The move comes just days before the state was set to replace its Adult Day Health Care program, which provides services to individuals at approximately 280 centers statewide, with its newly designed Community-Based Adult Services program.

Under the settlement, individuals presumed eligible to transition into the new program are entitled to a face-to-face assessment. If the nurse determines that an individual is not eligible, then that individual is entitled to appeal to a nursing supervisor.

The advocates allege that the state is illegally denying some individuals access to the new CBAC services by allowing supervisors not only to review appeals, but to overturn determinations by the nurses that the individuals are eligible for services.

Noting that these supervisor’s typically make their considerations based on a four-page review, as opposed to to the extensive medical documentation and observations from the on-site assessors, the advocates argue that the state has created an unauthorized “second level of review” that is contrary to the settlement’s purpose of ensuring a smooth transition for people in need of essential services.

“There is simply no basis in the Agreement for a process by which a finding of eligibility may be overturned on an administrative review,” the advocates argue in the motion, filed in the U.S. District Court for the District of California. “It defies logic and common sense, as well as clinical sense, that findings based on this wealth of information could be overturned by a paper review with any degree of reliability.”

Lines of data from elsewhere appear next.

use std::sync::{
    atomic::{AtomicU64, Ordering},
    Mutex, PoisonError,
};

use tokio::{
    sync::{mpsc, watch},
    task::{JoinError, JoinHandle},
    time::sleep,
};

use crate::{
    display::{Display, DisplayUpdate, UpdateKind, UpdateSender},
    render_envelope, CancelFlag, Phase, RelayClient, RelayError, RequestDescriptor,
    ResponseEnvelope, Surface,
};

/// How a submission ended.
#[derive(Debug)]
pub enum Outcome {
    /// An envelope was decoded and sent to the display.
    Success(ResponseEnvelope),
    /// The failure notice was raised; carries the final error.
    Exhausted(RelayError),
    /// The submission was cancelled or superseded before finishing.
    Cancelled,
}

/// Handle to one in-flight submission.
///
/// Dropping the handle does not stop the submission.
#[derive(Debug)]
pub struct SubmissionHandle {
    generation: u64,
    cancel: CancelFlag,
    phase: watch::Receiver<Phase>,
    task: JoinHandle<Outcome>,
}

impl SubmissionHandle {
    /// Stamp carried by every display update of this submission.
    pub fn generation(&self) -> u64 {
        self.generation
    }

    /// Stops further retries. A result already shown still reverts to neutral.
    pub fn cancel(&self) {
        self.cancel.cancel();
    }

    pub fn is_cancelled(&self) -> bool {
        self.cancel.is_cancelled()
    }

    pub fn phase(&self) -> Phase {
        *self.phase.borrow()
    }

    /// Waits for the submission to finish, status reset included.
    pub async fn join(self) -> Outcome {
        self.task.await.unwrap_or(Outcome::Cancelled)
    }
}

/// Entry point turning submissions into display updates.
///
/// Each [`Controller::submit`] spawns an independent retry sequence. All
/// sequences report to one display task that owns the surface.
pub struct Controller<S> {
    client: RelayClient,
    updates: UpdateSender,
    generation: AtomicU64,
    in_flight: Mutex<Option<CancelFlag>>,
    display: JoinHandle<S>,
}

impl<S: Surface> Controller<S> {
    /// Starts the display task for `surface`. Must run inside a tokio runtime.
    pub fn spawn(client: RelayClient, surface: S) -> Self {
        let (updates, receiver) = mpsc::unbounded_channel();
        let display = tokio::spawn(Display::new(surface).run(receiver));
        Self {
            client,
            updates,
            generation: AtomicU64::new(0),
            in_flight: Mutex::new(None),
            display,
        }
    }

    pub fn client(&self) -> &RelayClient {
        &self.client
    }

    /// Submits `descriptor` and returns immediately.
    ///
    /// With `supersede_in_flight` set, the previous submission is cancelled
    /// first. Must run inside a tokio runtime.
    pub fn submit(&self, descriptor: RequestDescriptor) -> SubmissionHandle {
        let generation = self.generation.fetch_add(1, Ordering::SeqCst) + 1;
        let cancel = CancelFlag::new();

        if self.client.options().supersede_in_flight {
            let mut in_flight = self
                .in_flight
                .lock()
                .unwrap_or_else(PoisonError::into_inner);
            if let Some(previous) = in_flight.replace(cancel.clone()) {
                previous.cancel();
            }
        }

        let (phase_tx, phase) = watch::channel(Phase::Idle);
        let submission = Submission {
            client: self.client.clone(),
            descriptor,
            generation,
            cancel: cancel.clone(),
            phase: phase_tx,
            updates: self.updates.clone(),
        };
        let task = tokio::spawn(submission.run());

        SubmissionHandle {
            generation,
            cancel,
            phase,
            task,
        }
    }

    /// Stops accepting submissions and waits for every running one to finish.
    ///
    /// Returns the surface once the display task has applied the last update.
    pub async fn shutdown(self) -> Result<S, JoinError> {
        let Self {
            updates, display, ..
        } = self;
        drop(updates);
        display.await
    }
}

struct Submission {
    client: RelayClient,
    descriptor: RequestDescriptor,
    generation: u64,
    cancel: CancelFlag,
    phase: watch::Sender<Phase>,
    updates: UpdateSender,
}

impl Submission {
    async fn run(self) -> Outcome {
        let result = self
            .client
            .drive(&self.descriptor, &self.cancel, |phase| {
                self.phase.send_replace(phase);
            })
            .await;

        match result {
            Ok(envelope) => {
                if self.cancel.is_cancelled() {
                    self.phase.send_replace(Phase::Cancelled);
                    return Outcome::Cancelled;
                }
                let rendered =
                    render_envelope(&envelope, self.client.options().log_preview_chars);
                self.publish(UpdateKind::Rendered(rendered));

                // Runs even after cancellation: the display drops a reset for a
                // generation that is no longer shown.
                sleep(self.client.options().status_reset()).await;
                self.publish(UpdateKind::Reset);
                Outcome::Success(envelope)
            }
            Err(RelayError::Cancelled) => Outcome::Cancelled,
            Err(err) => {
                self.phase.send_replace(Phase::Exhausted);
                self.publish(UpdateKind::Failed);
                Outcome::Exhausted(err)
            }
        }
    }

    fn publish(&self, kind: UpdateKind) {
        // The display task only stops once every sender is gone.
        let _ = self.updates.send(DisplayUpdate {
            generation: self.generation,
            kind,
        });
    }
}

As a result, many people likely eligible for services are likely to have their services and benefits delayed, causing “uncertainty and unnecessary anguish,” according to the advocates.

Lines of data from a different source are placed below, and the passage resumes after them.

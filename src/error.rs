/// Error type returned by this crate.
#[derive(Debug, thiserror::Error)]
pub enum RelayError {
    /// Network or request execution error from `reqwest`.
    #[error("transport error: {0}")]
    Transport(reqwest::Error),
    /// Response body was not a JSON envelope.
    #[error("decode error: {0}")]
    Decode(String),
    /// Backend base URL could not be parsed or joined.
    #[error("invalid backend url: {0}")]
    InvalidUrl(#[from] url::ParseError),
    /// Backend URL has no authority to resolve `/request` against.
    #[error("backend url '{0}' cannot serve as a base url")]
    UnsupportedBase(String),
    /// Form field holds a value outside the offered options.
    #[error("invalid value '{value}' for field '{field}'")]
    InvalidField {
        /// Form field name.
        field: &'static str,
        /// Raw value that was rejected.
        value: String,
    },
    /// Every attempt of the retry sequence failed.
    #[error("request failed after {attempts} attempts: {source}")]
    Exhausted {
        /// Number of calls issued, the initial one included.
        attempts: usize,
        /// Failure of the last attempt.
        source: Box<RelayError>,
    },
    /// The sequence was cancelled before it reached a terminal state.
    #[error("request sequence cancelled")]
    Cancelled,
}

impl RelayError {
    /// Returns `true` for failures the retry loop re-issues the request on.
    pub fn is_transient(&self) -> bool {
        matches!(self, Self::Transport(_) | Self::Decode(_))
    }
}

#[cfg(test)]
mod tests {
    use super::RelayError;

    #[test]
    fn only_transport_and_decode_failures_are_transient() {
        assert!(RelayError::Decode("not json".to_owned()).is_transient());
        assert!(!RelayError::Cancelled.is_transient());
        assert!(!RelayError::UnsupportedBase("mailto:x".to_owned()).is_transient());
        assert!(!RelayError::InvalidField {
            field: "method",
            value: "FETCH".to_owned(),
        }
        .is_transient());
    }
}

“This leaves Class Members to await an uncertain fate on March 31, and their ADHC providers in the untenable position of terminating eligible Class Members from a program that they believe is needed to maintain their health and independence,” the motion states.

The lawsuit was originally filed by Disability Rights California, the National Senior Citizens Law Center, the National Health Law Program and the AARP Foundation Litigation in 2010, after the state legislature voted to eliminate the entire ADHC program.

Disability Rights California is part of the federally funded protection and advocacy system and a member of the National Disability Rights Network.